Pues bien, este Tribunal ha de respetar la minuciosa valoración probatoria plasmada en la sentencia de instancia, no sólo por ser razonada y objetivamente correcta, sino, además, porque deriva fundamentalmente de la valoración de medios de prueba de carácter personal, sometidos a la inmediación del Juez de instancia, teniendo éste en consideración las declaraciones prestadas por el acusado y por la denunciante, y que, no obstante la documental aportada a la causa sobre la ejecución hipotecaria promovida en relación al bungalow que el acusado adquirió tras la separación matrimonial, dicho procedimiento concluyó sin que se llegase a subastar la finca hipotecada, cuya titularidad dominical continua ostentando el acusado, otorgando el juzgador visos de verosimilitud a las manifestaciones de la denunciante en orden a que el acusado tiene una capacidad económica superior a la que aquél sostiene y consta documentalmente.

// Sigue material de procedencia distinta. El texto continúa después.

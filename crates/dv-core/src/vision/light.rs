//! Light levels and room lighting

use super::knowledge::{forget, light_spot, memorize};
use super::los::los;
use super::point_set::PointSet;
use crate::dungeon::{distance, Chunk, Loc, SquareFlags};
use crate::events::EventSink;
use crate::player::Player;
use crate::rng::GameRng;

/// Add a light source's contribution around `centre`
///
/// Positive sources fade with distance, negative ones (darkness) weaken the
/// same way. `accept` filters the grids that can be affected.
fn add_light_source<F>(c: &mut Chunk, centre: Loc, light: i32, mut accept: F)
where
    F: FnMut(&Chunk, Loc) -> bool,
{
    let radius = light.abs() - 1;
    if radius < 0 {
        return;
    }
    for y in -radius..=radius {
        for x in -radius..=radius {
            let grid = centre.offset(y, x);
            if !c.in_bounds(grid) {
                continue;
            }
            let dist = distance(centre, grid);
            if dist > radius || !accept(c, grid) {
                continue;
            }
            let amount = if light > 0 { light - dist } else { light + dist };
            c.add_light(grid, amount);
        }
    }
}

/// Recompute the light level of every grid from scratch
///
/// Glowing grids start at 1; bright terrain adds 2 to itself and 1 to each
/// neighbour; then the player's light and every monster light are added.
/// Monster light only reaches grids within `max_sight` of the player and in
/// the monster's line of sight.
pub fn calc_lighting(c: &mut Chunk, player: &Player, max_sight: i32) {
    let grids: Vec<Loc> = c.grids().collect();
    for &grid in &grids {
        let base = i32::from(c.is_glow(grid));
        c.set_light(grid, base);
    }

    for &grid in &grids {
        if !c.is_bright(grid) {
            continue;
        }
        c.add_light(grid, 2);
        for adj in grid.adjacent() {
            if c.in_bounds(adj) {
                c.add_light(adj, 1);
            }
        }
    }

    let Some(pgrid) = player.grid else {
        return;
    };

    add_light_source(c, pgrid, player.cur_light, |_, _| true);

    let lights: Vec<(Loc, i32)> = c
        .monsters()
        .filter(|(_, m)| m.light != 0)
        .map(|(_, m)| (m.grid, m.light))
        .collect();
    for (mgrid, light) in lights {
        add_light_source(c, mgrid, light, |c, grid| {
            distance(pgrid, grid) <= max_sight && los(c, mgrid, grid)
        });
    }
}

fn room_aux(c: &Chunk, seen: &mut PointSet, grid: Loc) {
    if seen.contains(grid) || !c.in_bounds(grid) || !c.is_room(grid) {
        return;
    }
    seen.add(grid);
}

/// Collect the room containing `grid`; walls are included but stop the fill
pub fn room_grids(c: &Chunk, grid: Loc) -> PointSet {
    let mut ps = PointSet::new(c.height, c.width, 200);
    room_aux(c, &mut ps, grid);

    let mut i = 0;
    while let Some(g) = ps.get(i) {
        i += 1;
        if !c.is_projectable(g) {
            continue;
        }
        for adj in g.adjacent() {
            room_aux(c, &mut ps, adj);
        }
    }
    ps
}

/// Light or darken the room containing `grid`
///
/// Lighting may wake sleeping monsters in the room. Darkening forgets plain
/// floor (unless the player sees in the dark) but keeps other memories.
/// Callers should recompute the view afterwards.
pub fn light_room(
    c: &mut Chunk,
    known: &mut Chunk,
    player: &Player,
    grid: Loc,
    light: bool,
    rng: &mut GameRng,
    events: &mut dyn EventSink,
) {
    let ps = room_grids(c, grid);
    log::trace!(
        "{} room at {:?} ({} grids)",
        if light { "lighting" } else { "darkening" },
        grid,
        ps.len()
    );

    if light {
        for g in ps.iter() {
            c.info_on(g, SquareFlags::GLOW);
        }
        for g in ps.iter() {
            light_spot(events, g);
            if let Some(handle) = c.monster_at(g) {
                if let Some(mon) = c.monster_mut(handle) {
                    if mon.is_asleep() && rng.randint0(100) < 25 {
                        mon.wake();
                    }
                }
            }
        }
    } else {
        for g in ps.iter() {
            if !c.is_bright(g) {
                c.info_off(g, SquareFlags::GLOW);
            }
            if player.unlight {
                memorize(c, known, g);
            }
            if c.is_floor(g) {
                forget(c, known, g);
            }
        }
        for g in ps.iter() {
            light_spot(events, g);
        }
    }
}

#[cfg(test)]
mod tests {
    use super::*;
    use crate::dungeon::FeatureTable;
    use crate::monster::{Monster, RaceId};
    use std::sync::Arc;

    fn dark_room() -> Chunk {
        let mut c = Chunk::new(11, 11, Arc::new(FeatureTable::builtin().unwrap()));
        let (floor, granite) = (c.feats().floor, c.feats().granite);
        for g in c.grids().collect::<Vec<_>>() {
            let edge = g.y == 0 || g.x == 0 || g.y == 10 || g.x == 10;
            c.set_feat(g, if edge { granite } else { floor });
        }
        c
    }

    #[test]
    fn test_player_light_falloff() {
        let mut c = dark_room();
        let mut p = Player::new();
        p.grid = Some(Loc::new(5, 5));
        p.cur_light = 3;
        calc_lighting(&mut c, &p, 20);
        assert_eq!(c.light(Loc::new(5, 5)), 3);
        assert_eq!(c.light(Loc::new(5, 6)), 2);
        assert_eq!(c.light(Loc::new(5, 7)), 1);
        assert_eq!(c.light(Loc::new(5, 8)), 0);
        assert_eq!(c.light(Loc::new(7, 7)), 0);
    }

    #[test]
    fn test_glow_and_bright() {
        let mut c = dark_room();
        let lava = c.feats().lava;
        c.info_on(Loc::new(2, 2), SquareFlags::GLOW);
        c.set_feat(Loc::new(8, 8), lava);
        let mut p = Player::new();
        p.cur_light = 0;
        p.grid = Some(Loc::new(5, 5));
        calc_lighting(&mut c, &p, 20);
        assert_eq!(c.light(Loc::new(2, 2)), 1);
        // Lava glows (1) and is bright (+2)
        assert_eq!(c.light(Loc::new(8, 8)), 3);
        assert_eq!(c.light(Loc::new(7, 7)), 1);
        assert_eq!(c.light(Loc::new(6, 6)), 0);
    }

    #[test]
    fn test_monster_darkness() {
        let mut c = dark_room();
        for g in c.grids().collect::<Vec<_>>() {
            c.info_on(g, SquareFlags::GLOW);
        }
        let m_grid = Loc::new(5, 8);
        let mut shadow = Monster::new(RaceId(0), m_grid);
        shadow.light = -2;
        c.place_monster(m_grid, shadow).unwrap();
        let mut p = Player::new();
        p.cur_light = 0;
        p.grid = Some(Loc::new(5, 2));
        calc_lighting(&mut c, &p, 20);
        assert_eq!(c.light(m_grid), -1);
        assert_eq!(c.light(Loc::new(5, 7)), 0);
        assert_eq!(c.light(Loc::new(5, 6)), 1);
    }

    #[test]
    fn test_monster_light_limited_by_sight() {
        let mut c = dark_room();
        let m_grid = Loc::new(5, 8);
        let mut m = Monster::new(RaceId(0), m_grid);
        m.light = 2;
        c.place_monster(m_grid, m).unwrap();
        let mut p = Player::new();
        p.cur_light = 0;
        p.grid = Some(Loc::new(5, 2));
        calc_lighting(&mut c, &p, 20);
        assert_eq!(c.light(m_grid), 2);
        assert_eq!(c.light(Loc::new(5, 9)), 1);

        calc_lighting(&mut c, &p, 5);
        assert_eq!(c.light(m_grid), 0);
        assert_eq!(c.light(Loc::new(5, 7)), 1);
    }

    #[test]
    fn test_room_grids_stop_at_walls() {
        let mut c = dark_room();
        for g in c.grids().collect::<Vec<_>>() {
            c.info_on(g, SquareFlags::ROOM);
        }
        let granite = c.feats().granite;
        // Split the room with a wall at x = 5
        for y in 0..11 {
            c.set_feat(Loc::new(y, 5), granite);
        }
        let ps = room_grids(&c, Loc::new(3, 2));
        assert!(ps.contains(Loc::new(3, 4)));
        assert!(ps.contains(Loc::new(3, 5)));
        assert!(!ps.contains(Loc::new(3, 6)));
    }
}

En todo caso, aunque prescindamos de la expresada valoración que, como hemos dicho consideramos correcta, al tiempo que jurídicamente inobjetable, el elemento subjetivo del tipo penal cuestionado por el apelante queda acreditado por dos hechos incontrovertidos, uno, que durante el período a que se contraen los impagos (nueve meses) el acusado estuvo trabajando, y, el otro, que no abonó cantidad alguna para hacer frente a la pensión alimenticia establecida a favor de su hija, pagos que bien pudo haber efectuado, aunque fuese en cuantías reducidas, incluso, en el supuesto de que, tal y como él sostiene, trabajase únicamente a tiempo parcial, con la consiguiente reducción salarial, y no a tiempo completo como dijo la denunciante.
Por todo lo expuesto, siendo correcta la valoración probatoria efectuada por el Juez de lo Penal y sustentándose la condena en pruebas de cargo aptas para desvirtuar el derecho a la presunción de inocencia, procede desestimar tanto el motivo relativo al error en la apreciación de las pruebas como en la infracción del expresado derecho fundamental.

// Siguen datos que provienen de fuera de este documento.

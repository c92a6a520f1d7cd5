//! Starburst rooms
//!
//! An organic room shape. The circle around the room centre is cut into
//! arcs, each arc gets a reach that stays close to its neighbours', and
//! every grid within the reach of the arc it falls in is changed. Long thin
//! requests are split into two overlapping starbursts.
//!
//! Vault grids and grids holding monsters or objects are left alone, so a
//! starburst can be laid over an area that already has content.

use std::sync::LazyLock;

use log::trace;

use super::util::{fill_rectangle, place_feat};
use crate::consts::STARBURST_MAX_DEPTH;
use crate::dungeon::{distance, Chunk, FeatureId, Loc, Rect, SquareFlags};
use crate::rng::GameRng;

/// Most arcs a starburst is cut into
const MAX_ARCS: usize = 45;

/// Angle from the centre of a 41x41 grid to each of its grids
///
/// Angles run from 0 to 179, two degrees per step, counter-clockwise from
/// due east; north is 45.
static ANGLE_TO_GRID: LazyLock<[[u8; 41]; 41]> = LazyLock::new(|| {
    let mut table = [[0u8; 41]; 41];
    for (ny, row) in table.iter_mut().enumerate() {
        for (nx, cell) in row.iter_mut().enumerate() {
            let dy = ny as f64 - 20.0;
            let dx = nx as f64 - 20.0;
            if dy == 0.0 && dx == 0.0 {
                continue;
            }
            let mut deg = (-dy).atan2(dx).to_degrees();
            if deg < 0.0 {
                deg += 360.0;
            }
            *cell = ((deg / 2.0).round() as u8) % 180;
        }
    }
    table
});

/// Angle from `(20, 20)` to `(ny, nx)` in the lookup table
pub fn angle_to_grid(ny: usize, nx: usize) -> Option<u8> {
    ANGLE_TO_GRID.get(ny).and_then(|row| row.get(nx)).copied()
}

/// Make a starburst room of `feat` inside `r`
///
/// Only grids strictly inside `r` change terrain; the post-pass that marks
/// room walls reaches the edge of `r` and no further. Fails if `r` is off
/// the chunk or too small.
pub fn generate_starburst_room(
    c: &mut Chunk,
    rng: &mut GameRng,
    r: Rect,
    light: bool,
    feat: FeatureId,
    special_ok: bool,
) -> bool {
    starburst(c, rng, r, light, feat, special_ok, 0)
}

fn starburst(
    c: &mut Chunk,
    rng: &mut GameRng,
    r: Rect,
    light: bool,
    feat: FeatureId,
    special_ok: bool,
    depth: u32,
) -> bool {
    let Rect { y1, x1, y2, x2 } = r;

    if !c.in_bounds(Loc::new(y1, x1)) || !c.in_bounds(Loc::new(y2, x2)) {
        return false;
    }
    if y1 + 2 >= y2 || x1 + 2 >= x2 {
        return false;
    }

    let terrain = c.terrain_arc();
    let is_floor = terrain.is_floor(feat);
    let is_passable = terrain.is_passable(feat);
    let is_smooth = terrain.is_smooth(feat);

    let height = 1 + y2 - y1;
    let width = 1 + x2 - x1;

    // Long, narrow rooms are split
    if height > 5 * width / 2 || width > 5 * height / 2 {
        let inner = Rect::new(y1 + 1, x1 + 1, y2 - 1, x2 - 1);
        if depth >= STARBURST_MAX_DEPTH {
            fill_rectangle(c, inner, feat, SquareFlags::empty());
            return true;
        }

        let (mut ay, mut ax) = (y2, x2);
        if height > width {
            ay = y1 + 2 * height / 3;
        } else {
            ax = x1 + 2 * width / 3;
        }
        starburst(c, rng, Rect::new(y1, x1, ay, ax), light, feat, false, depth + 1);

        let (mut by, mut bx) = (y1, x1);
        if height > width {
            by = y1 + height / 3;
        } else {
            bx = x1 + width / 3;
        }
        starburst(c, rng, Rect::new(by, bx, y2, x2), light, feat, false, depth + 1);

        if is_floor {
            // Corridor between the two centres
            for y in (y1 + ay) / 2..=(by + y2) / 2 {
                for x in (x1 + ax) / 2..=(bx + x2) / 2 {
                    place_feat(c, Loc::new(y, x), feat);
                }
            }
        } else {
            // Cover the overlap of the two halves
            let middle = if height > width {
                Rect::new(by, x1, ay, x2)
            } else {
                Rect::new(y1, bx, y2, ax)
            };
            starburst(c, rng, middle, light, feat, false, depth + 1);
        }
        return true;
    }

    // The angle table only reaches 20 grids; scale bigger rooms down
    let dist_conv = if width > 44 || height > 44 {
        10 * width.max(height) / 44
    } else {
        10
    };

    let cloverleaf = special_ok && height > 10 && rng.randint0(20) == 0;
    let arc_num = if cloverleaf {
        12
    } else {
        let n = 8 + height * width / 80;
        (n + 3 - rng.randint0(7)).clamp(8, MAX_ARCS as i32)
    };

    let y0 = y1 + height / 2;
    let x0 = x1 + width / 2;

    // Start angle and reach of every arc
    let mut arc = [[0i32; 2]; MAX_ARCS];
    let mut degree_first = 0;
    let n = arc_num as usize;
    for i in 0..n {
        let k = i as i32;
        arc[i][0] = degree_first;

        degree_first += (180 + rng.randint0(arc_num)) / arc_num;
        degree_first = degree_first
            .max(180 * (k + 1) / arc_num)
            .min((180 + arc_num) * (k + 1) / arc_num);

        let centre_of_arc = degree_first + arc[i][0];
        if (centre_of_arc > 45 && centre_of_arc < 135) || (centre_of_arc > 225 && centre_of_arc < 315) {
            arc[i][1] = height / 4 + rng.randint0((height + 3) / 4);
        } else if (centre_of_arc < 45 || centre_of_arc > 315) || (centre_of_arc < 225 && centre_of_arc > 135) {
            arc[i][1] = width / 4 + rng.randint0((width + 3) / 4);
        } else if i != 0 {
            arc[i][1] = if cloverleaf { 0 } else { arc[i - 1][1] + 3 - rng.randint0(7) };
        }

        // Keep neighbouring arcs close
        if !cloverleaf && i != 0 && i != n - 1 {
            let prev = arc[i - 1][1];
            if is_smooth {
                arc[i][1] = arc[i][1].clamp(prev - 2, prev + 2);
            } else {
                if arc[i][1] > 3 * (prev + 1) / 2 {
                    arc[i][1] = 3 * (prev + 1) / 2;
                }
                if arc[i][1] < 2 * (prev - 1) / 3 {
                    arc[i][1] = 2 * (prev - 1) / 3;
                }
            }
        }

        // Bring the last arc towards the first
        if i == n - 1 && (arc[i][1] - arc[0][1]).abs() > 3 {
            if arc[i][1] > arc[0][1] {
                arc[i][1] -= rng.randint0(arc[i][1] - arc[0][1]);
            } else {
                arc[i][1] += rng.randint0(arc[0][1] - arc[i][1]);
            }
        }
    }

    let dist_check = 21 * dist_conv / 10;
    let centre = Loc::new(y0, x0);

    for y in y1 + 1..y2 {
        for x in x1 + 1..x2 {
            let grid = Loc::new(y, x);
            if c.is_vault(grid) || c.is_occupied(grid) || c.has_objects(grid) {
                continue;
            }

            let dist = distance(centre, grid);
            if dist >= dist_check {
                continue;
            }

            let ny = 20 + 10 * (y - y0) / dist_conv;
            let nx = 20 + 10 * (x - x0) / dist_conv;
            if !(0..=40).contains(&ny) || !(0..=40).contains(&nx) {
                continue;
            }
            let Some(degree) = angle_to_grid(ny as usize, nx as usize) else {
                continue;
            };
            let degree = i32::from(degree);

            // Last arc starting at or before this angle
            let Some(i) = (0..n).rev().find(|&i| arc[i][0] <= degree) else {
                continue;
            };
            let max_dist = arc[i][1];
            if max_dist < dist {
                continue;
            }

            if is_floor || !is_passable {
                place_feat(c, grid, feat);
                if is_floor {
                    c.info_on(grid, SquareFlags::ROOM);
                } else {
                    c.info_off(grid, SquareFlags::ROOM);
                }
                if light {
                    c.info_on(grid, SquareFlags::GLOW);
                } else {
                    c.info_off(grid, SquareFlags::GLOW);
                }
            } else {
                // Passable non-floor only goes over floor, thicker in the middle
                let over_floor = c.is_floor(grid);
                if is_smooth {
                    if over_floor {
                        place_feat(c, grid, feat);
                    }
                } else if over_floor && rng.randint1(max_dist + 5) >= dist + 5 {
                    place_feat(c, grid, feat);
                }
                if light {
                    c.info_on(grid, SquareFlags::GLOW);
                }
            }
        }
    }

    // Granite next to the new floor becomes room wall
    let granite = c.feats().granite;
    if is_floor || feat == granite {
        for y in y1 + 1..y2 {
            for x in x1 + 1..x2 {
                let grid = Loc::new(y, x);
                if !c.is_floor(grid) {
                    continue;
                }
                for g in grid.adjacent() {
                    c.info_on(g, SquareFlags::ROOM);
                    if light {
                        c.info_on(g, SquareFlags::GLOW);
                    }
                    if c.feat(g) == granite {
                        c.info_on(g, SquareFlags::WALL_OUTER);
                    }
                }
            }
        }
    }

    trace!("Starburst in {r:?}: {arc_num} arcs{}", if cloverleaf { " (cloverleaf)" } else { "" });
    true
}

CUARTO.- Al desestimarse el recurso de apelación, procede imponer al apelante el pago de las costas procesales causadas en esta alzada (artículos 239 y 240.2o de la Ley de Enjuiciamiento Criminal ).

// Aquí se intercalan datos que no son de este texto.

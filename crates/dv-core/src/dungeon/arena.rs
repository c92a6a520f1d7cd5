//! Generational arena for monsters and objects
//!
//! Freed slots are reused; each reuse bumps the slot generation so an old
//! handle to the slot no longer resolves.

use core::fmt;
use core::hash::{Hash, Hasher};
use core::marker::PhantomData;
use serde::{Deserialize, Serialize};

/// Stable reference to an arena entry
#[derive(Serialize, Deserialize)]
#[serde(bound = "")]
pub struct Handle<T> {
    index: u32,
    generation: u32,
    #[serde(skip)]
    marker: PhantomData<fn() -> T>,
}

impl<T> Handle<T> {
    const fn new(index: u32, generation: u32) -> Self {
        Self {
            index,
            generation,
            marker: PhantomData,
        }
    }

    /// Slot index (not unique over time)
    pub const fn index(self) -> usize {
        self.index as usize
    }

    pub const fn generation(self) -> u32 {
        self.generation
    }
}

impl<T> Clone for Handle<T> {
    fn clone(&self) -> Self {
        *self
    }
}

impl<T> Copy for Handle<T> {}

impl<T> PartialEq for Handle<T> {
    fn eq(&self, other: &Self) -> bool {
        self.index == other.index && self.generation == other.generation
    }
}

impl<T> Eq for Handle<T> {}

impl<T> Hash for Handle<T> {
    fn hash<H: Hasher>(&self, state: &mut H) {
        self.index.hash(state);
        self.generation.hash(state);
    }
}

impl<T> fmt::Debug for Handle<T> {
    fn fmt(&self, f: &mut fmt::Formatter<'_>) -> fmt::Result {
        write!(f, "Handle({}v{})", self.index, self.generation)
    }
}

#[derive(Debug, Clone, Serialize, Deserialize)]
enum Slot<T> {
    Occupied { generation: u32, value: T },
    Free { generation: u32, next_free: Option<u32> },
}

/// Dense storage with O(1) insert, remove and lookup
#[derive(Debug, Clone, Serialize, Deserialize)]
pub struct Arena<T> {
    slots: Vec<Slot<T>>,
    free_head: Option<u32>,
    len: usize,
}

impl<T> Default for Arena<T> {
    fn default() -> Self {
        Self::new()
    }
}

impl<T> Arena<T> {
    pub const fn new() -> Self {
        Self {
            slots: Vec::new(),
            free_head: None,
            len: 0,
        }
    }

    pub fn len(&self) -> usize {
        self.len
    }

    pub fn is_empty(&self) -> bool {
        self.len == 0
    }

    /// Number of slots ever allocated
    pub fn capacity_used(&self) -> usize {
        self.slots.len()
    }

    /// Store a value, reusing the most recently freed slot
    pub fn insert(&mut self, value: T) -> Handle<T> {
        self.len += 1;
        if let Some(index) = self.free_head {
            if let Some(Slot::Free {
                generation,
                next_free,
            }) = self.slots.get(index as usize)
            {
                let generation = generation.wrapping_add(1);
                self.free_head = *next_free;
                self.slots[index as usize] = Slot::Occupied { generation, value };
                return Handle::new(index, generation);
            }
            self.free_head = None;
        }
        let index = self.slots.len() as u32;
        self.slots.push(Slot::Occupied {
            generation: 0,
            value,
        });
        Handle::new(index, 0)
    }

    /// Remove a value; stale handles return None
    pub fn remove(&mut self, handle: Handle<T>) -> Option<T> {
        let free_head = self.free_head;
        let slot = self.slots.get_mut(handle.index())?;
        let live = matches!(slot, Slot::Occupied { generation, .. } if *generation == handle.generation);
        if !live {
            return None;
        }
        let freed = Slot::Free {
            generation: handle.generation,
            next_free: free_head,
        };
        match core::mem::replace(slot, freed) {
            Slot::Occupied { value, .. } => {
                self.free_head = Some(handle.index);
                self.len -= 1;
                Some(value)
            }
            Slot::Free { .. } => None,
        }
    }

    pub fn get(&self, handle: Handle<T>) -> Option<&T> {
        match self.slots.get(handle.index())? {
            Slot::Occupied { generation, value } if *generation == handle.generation => Some(value),
            _ => None,
        }
    }

    pub fn get_mut(&mut self, handle: Handle<T>) -> Option<&mut T> {
        match self.slots.get_mut(handle.index())? {
            Slot::Occupied { generation, value } if *generation == handle.generation => Some(value),
            _ => None,
        }
    }

    pub fn contains(&self, handle: Handle<T>) -> bool {
        self.get(handle).is_some()
    }

    /// Live entries in slot order
    pub fn iter(&self) -> impl Iterator<Item = (Handle<T>, &T)> {
        self.slots.iter().enumerate().filter_map(|(i, slot)| match slot {
            Slot::Occupied { generation, value } => Some((Handle::new(i as u32, *generation), value)),
            Slot::Free { .. } => None,
        })
    }

    pub fn iter_mut(&mut self) -> impl Iterator<Item = (Handle<T>, &mut T)> {
        self.slots
            .iter_mut()
            .enumerate()
            .filter_map(|(i, slot)| match slot {
                Slot::Occupied { generation, value } => {
                    Some((Handle::new(i as u32, *generation), value))
                }
                Slot::Free { .. } => None,
            })
    }

    pub fn handles(&self) -> Vec<Handle<T>> {
        self.iter().map(|(h, _)| h).collect()
    }

    pub fn clear(&mut self) {
        self.slots.clear();
        self.free_head = None;
        self.len = 0;
    }
}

Vistos los preceptos citados y demás de general y pertinente aplicación
Fallo
DESESTIMAR EL RECURSO DE APELACIÓN interpuesto por la representación procesal de don Ángel contra la sentencia dictada en fecha cuatro de marzo de dos mil nueve por el Juzgado de lo Penal número Seis de Las Palmas de Gran Canaria, en el Procedimiento Abreviado no 256/2008 , la cual se confirma en todos sus extremos, e imponiendo al apelante el pago de las costas procesales causadas en esta alzada, si las hubiere.
Notifíquese esta resolución a las partes y a la perjudicada, haciéndoles saber que la misma es firme y que contra ella no cabe interponer recurso alguno.
Llévese el original de la presente resolución al legajo de sentencias, dejando testimonio suficiente en el Rollo de Apelación.
Devuélvanse las actuaciones originales al Juzgado de procedencia, con testimonio de esta sentencia, para la ejecución de lo resuelto.
Así por esta nuestra Sentencia, lo pronunciamos, mandamos y firmamos.